╭──
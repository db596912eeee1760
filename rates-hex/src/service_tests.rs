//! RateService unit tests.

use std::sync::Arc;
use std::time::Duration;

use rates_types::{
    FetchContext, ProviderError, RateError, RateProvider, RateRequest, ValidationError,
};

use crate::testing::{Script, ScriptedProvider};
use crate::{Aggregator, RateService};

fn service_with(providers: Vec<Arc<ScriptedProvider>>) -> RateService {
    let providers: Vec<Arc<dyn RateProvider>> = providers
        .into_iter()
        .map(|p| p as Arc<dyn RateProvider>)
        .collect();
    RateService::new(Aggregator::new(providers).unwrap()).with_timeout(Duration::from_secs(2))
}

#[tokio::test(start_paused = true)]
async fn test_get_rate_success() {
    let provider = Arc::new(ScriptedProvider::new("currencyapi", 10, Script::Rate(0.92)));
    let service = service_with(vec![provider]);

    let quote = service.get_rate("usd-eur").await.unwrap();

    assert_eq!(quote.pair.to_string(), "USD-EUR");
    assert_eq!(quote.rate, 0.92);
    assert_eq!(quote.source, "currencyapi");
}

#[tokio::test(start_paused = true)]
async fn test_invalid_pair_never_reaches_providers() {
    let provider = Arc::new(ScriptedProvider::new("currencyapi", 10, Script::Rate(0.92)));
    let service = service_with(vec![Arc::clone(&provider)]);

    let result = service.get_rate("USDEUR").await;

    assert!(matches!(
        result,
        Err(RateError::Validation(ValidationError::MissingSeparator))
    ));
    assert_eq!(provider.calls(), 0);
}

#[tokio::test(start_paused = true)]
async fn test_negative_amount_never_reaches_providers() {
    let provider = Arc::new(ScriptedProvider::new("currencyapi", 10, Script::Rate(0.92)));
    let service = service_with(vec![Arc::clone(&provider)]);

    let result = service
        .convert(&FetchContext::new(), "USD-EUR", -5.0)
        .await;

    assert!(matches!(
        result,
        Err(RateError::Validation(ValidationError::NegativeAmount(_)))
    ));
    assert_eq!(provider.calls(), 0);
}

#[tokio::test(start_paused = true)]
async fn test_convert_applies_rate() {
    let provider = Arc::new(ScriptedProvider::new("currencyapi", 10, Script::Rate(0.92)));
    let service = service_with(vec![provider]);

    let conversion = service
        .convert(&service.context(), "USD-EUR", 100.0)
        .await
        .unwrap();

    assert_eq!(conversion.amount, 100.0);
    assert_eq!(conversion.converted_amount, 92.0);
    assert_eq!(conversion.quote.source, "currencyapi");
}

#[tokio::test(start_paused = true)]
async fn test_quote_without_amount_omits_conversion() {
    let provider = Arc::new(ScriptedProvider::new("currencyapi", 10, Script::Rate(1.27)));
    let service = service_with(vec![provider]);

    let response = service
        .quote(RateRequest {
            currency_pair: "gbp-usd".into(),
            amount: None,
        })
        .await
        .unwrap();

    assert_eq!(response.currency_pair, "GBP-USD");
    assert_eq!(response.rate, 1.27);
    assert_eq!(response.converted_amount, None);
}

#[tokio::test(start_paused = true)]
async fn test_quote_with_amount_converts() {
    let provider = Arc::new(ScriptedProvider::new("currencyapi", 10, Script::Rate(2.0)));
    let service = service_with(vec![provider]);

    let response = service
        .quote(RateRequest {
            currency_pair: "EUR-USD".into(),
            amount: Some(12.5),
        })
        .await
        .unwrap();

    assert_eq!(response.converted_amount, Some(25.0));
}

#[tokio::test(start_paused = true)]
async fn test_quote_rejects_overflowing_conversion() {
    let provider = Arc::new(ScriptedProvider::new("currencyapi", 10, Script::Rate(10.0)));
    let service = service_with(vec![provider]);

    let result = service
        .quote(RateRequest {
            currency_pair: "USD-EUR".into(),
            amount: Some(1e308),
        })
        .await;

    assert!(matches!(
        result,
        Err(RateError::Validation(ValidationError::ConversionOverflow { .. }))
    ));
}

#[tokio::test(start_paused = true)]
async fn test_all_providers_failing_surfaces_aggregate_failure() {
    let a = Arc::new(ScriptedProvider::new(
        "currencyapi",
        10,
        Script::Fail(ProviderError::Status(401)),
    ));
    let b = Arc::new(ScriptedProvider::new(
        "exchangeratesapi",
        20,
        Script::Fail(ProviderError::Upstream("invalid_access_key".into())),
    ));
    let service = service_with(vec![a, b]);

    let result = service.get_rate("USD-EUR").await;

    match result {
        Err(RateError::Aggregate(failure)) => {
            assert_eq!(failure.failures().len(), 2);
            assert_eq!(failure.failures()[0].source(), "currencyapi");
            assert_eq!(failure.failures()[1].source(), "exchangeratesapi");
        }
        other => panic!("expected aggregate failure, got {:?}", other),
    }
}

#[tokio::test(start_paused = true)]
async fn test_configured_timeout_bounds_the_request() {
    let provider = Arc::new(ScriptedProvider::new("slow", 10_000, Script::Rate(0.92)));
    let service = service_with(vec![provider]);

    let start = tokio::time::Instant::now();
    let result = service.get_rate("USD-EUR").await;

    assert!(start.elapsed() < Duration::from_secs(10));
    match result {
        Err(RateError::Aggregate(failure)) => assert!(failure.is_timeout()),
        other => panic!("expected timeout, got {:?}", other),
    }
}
╰──
╭──
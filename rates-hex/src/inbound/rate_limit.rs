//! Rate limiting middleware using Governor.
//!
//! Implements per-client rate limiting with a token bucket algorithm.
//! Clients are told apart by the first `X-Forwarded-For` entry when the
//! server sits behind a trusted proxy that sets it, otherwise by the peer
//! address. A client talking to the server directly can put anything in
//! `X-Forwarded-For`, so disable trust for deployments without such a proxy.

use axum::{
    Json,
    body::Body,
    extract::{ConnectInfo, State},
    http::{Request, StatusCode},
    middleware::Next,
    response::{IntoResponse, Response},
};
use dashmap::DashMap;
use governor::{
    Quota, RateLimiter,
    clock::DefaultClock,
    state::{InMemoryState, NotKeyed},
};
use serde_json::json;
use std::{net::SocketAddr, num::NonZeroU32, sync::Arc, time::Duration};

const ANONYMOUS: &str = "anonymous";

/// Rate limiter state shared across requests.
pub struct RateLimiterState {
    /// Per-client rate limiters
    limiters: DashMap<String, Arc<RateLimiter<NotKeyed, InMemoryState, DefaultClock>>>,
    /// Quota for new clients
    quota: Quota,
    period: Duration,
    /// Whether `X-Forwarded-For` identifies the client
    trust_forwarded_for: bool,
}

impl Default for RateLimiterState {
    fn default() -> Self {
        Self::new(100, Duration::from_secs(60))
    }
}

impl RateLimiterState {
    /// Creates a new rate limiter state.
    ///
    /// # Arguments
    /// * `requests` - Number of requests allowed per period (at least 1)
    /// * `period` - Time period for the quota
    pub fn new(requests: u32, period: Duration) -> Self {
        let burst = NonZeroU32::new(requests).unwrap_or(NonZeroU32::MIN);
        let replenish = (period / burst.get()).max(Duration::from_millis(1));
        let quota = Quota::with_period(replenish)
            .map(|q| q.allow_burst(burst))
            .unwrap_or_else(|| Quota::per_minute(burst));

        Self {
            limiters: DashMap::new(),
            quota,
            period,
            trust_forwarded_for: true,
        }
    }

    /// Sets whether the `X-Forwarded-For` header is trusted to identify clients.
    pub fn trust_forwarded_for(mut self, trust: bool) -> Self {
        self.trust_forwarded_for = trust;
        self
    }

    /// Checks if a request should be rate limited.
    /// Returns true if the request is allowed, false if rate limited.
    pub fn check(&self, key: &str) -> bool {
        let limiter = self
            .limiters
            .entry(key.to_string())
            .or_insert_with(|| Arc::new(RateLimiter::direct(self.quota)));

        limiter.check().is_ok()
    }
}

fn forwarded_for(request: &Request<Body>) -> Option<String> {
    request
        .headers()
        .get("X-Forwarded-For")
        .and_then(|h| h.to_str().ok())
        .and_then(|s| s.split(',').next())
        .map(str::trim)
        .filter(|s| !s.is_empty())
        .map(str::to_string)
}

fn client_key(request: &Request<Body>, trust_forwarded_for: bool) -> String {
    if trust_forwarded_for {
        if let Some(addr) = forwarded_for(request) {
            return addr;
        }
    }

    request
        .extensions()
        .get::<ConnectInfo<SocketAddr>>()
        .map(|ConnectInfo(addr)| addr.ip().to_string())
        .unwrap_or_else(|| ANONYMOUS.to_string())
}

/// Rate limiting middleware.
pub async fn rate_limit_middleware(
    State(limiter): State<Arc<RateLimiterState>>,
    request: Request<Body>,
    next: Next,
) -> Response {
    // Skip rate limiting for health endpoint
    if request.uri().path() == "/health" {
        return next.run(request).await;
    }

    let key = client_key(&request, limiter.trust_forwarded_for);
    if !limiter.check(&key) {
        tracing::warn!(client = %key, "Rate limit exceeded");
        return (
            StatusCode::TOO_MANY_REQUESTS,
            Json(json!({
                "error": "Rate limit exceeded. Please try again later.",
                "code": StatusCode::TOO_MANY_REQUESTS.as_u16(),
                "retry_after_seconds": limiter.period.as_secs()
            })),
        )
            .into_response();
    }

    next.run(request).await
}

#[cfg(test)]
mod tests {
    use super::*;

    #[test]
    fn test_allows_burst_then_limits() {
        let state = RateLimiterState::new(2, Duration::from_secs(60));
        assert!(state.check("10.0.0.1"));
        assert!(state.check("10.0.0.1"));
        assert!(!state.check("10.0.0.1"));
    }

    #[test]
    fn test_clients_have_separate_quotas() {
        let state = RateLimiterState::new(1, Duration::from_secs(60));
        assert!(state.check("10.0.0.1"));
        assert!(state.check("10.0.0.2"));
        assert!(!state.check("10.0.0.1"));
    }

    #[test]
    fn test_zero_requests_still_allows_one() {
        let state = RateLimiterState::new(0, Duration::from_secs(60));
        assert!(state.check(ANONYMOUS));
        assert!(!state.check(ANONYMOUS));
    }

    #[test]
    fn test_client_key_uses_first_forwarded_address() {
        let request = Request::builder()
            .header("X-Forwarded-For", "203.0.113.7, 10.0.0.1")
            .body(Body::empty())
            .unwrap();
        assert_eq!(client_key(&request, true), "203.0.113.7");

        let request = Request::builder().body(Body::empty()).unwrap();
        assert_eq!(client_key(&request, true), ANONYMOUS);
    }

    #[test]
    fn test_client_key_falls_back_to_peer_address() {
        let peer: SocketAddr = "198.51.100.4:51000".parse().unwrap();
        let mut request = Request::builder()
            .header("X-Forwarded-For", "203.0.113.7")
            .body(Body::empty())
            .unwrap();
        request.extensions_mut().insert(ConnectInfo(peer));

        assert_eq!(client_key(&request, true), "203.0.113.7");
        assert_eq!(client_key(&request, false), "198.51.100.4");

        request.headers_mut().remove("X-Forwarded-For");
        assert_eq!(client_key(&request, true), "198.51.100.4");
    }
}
╰──
_TASK DETAILS_
Everything above from the line containing "Per-client rate limiters" through the line containing "to identify clients." must be copied exactly. Nothing outside that range belongs in the answer.

_YOUR RESPONSE_
    /// Per-client rate limiters
    limiters: DashMap<String, Arc<RateLimiter<NotKeyed, InMemoryState, DefaultClock>>>,
    /// Quota for new clients
    quota: Quota,
    period: Duration,
    /// Whether `X-Forwarded-For` identifies the client
    trust_forwarded_for: bool,
}

impl Default for RateLimiterState {
    fn default() -> Self {
        Self::new(100, Duration::from_secs(60))
    }
}

impl RateLimiterState {
    /// Creates a new rate limiter state.
    ///
    /// # Arguments
    /// * `requests` - Number of requests allowed per period (at least 1)
    /// * `period` - Time period for the quota
    pub fn new(requests: u32, period: Duration) -> Self {
        let burst = NonZeroU32::new(requests).unwrap_or(NonZeroU32::MIN);
        let replenish = (period / burst.get()).max(Duration::from_millis(1));
        let quota = Quota::with_period(replenish)
            .map(|q| q.allow_burst(burst))
            .unwrap_or_else(|| Quota::per_minute(burst));

        Self {
            limiters: DashMap::new(),
            quota,
            period,
            trust_forwarded_for: true,
        }
    }

    /// Sets whether the `X-Forwarded-For` header is trusted to identify clients.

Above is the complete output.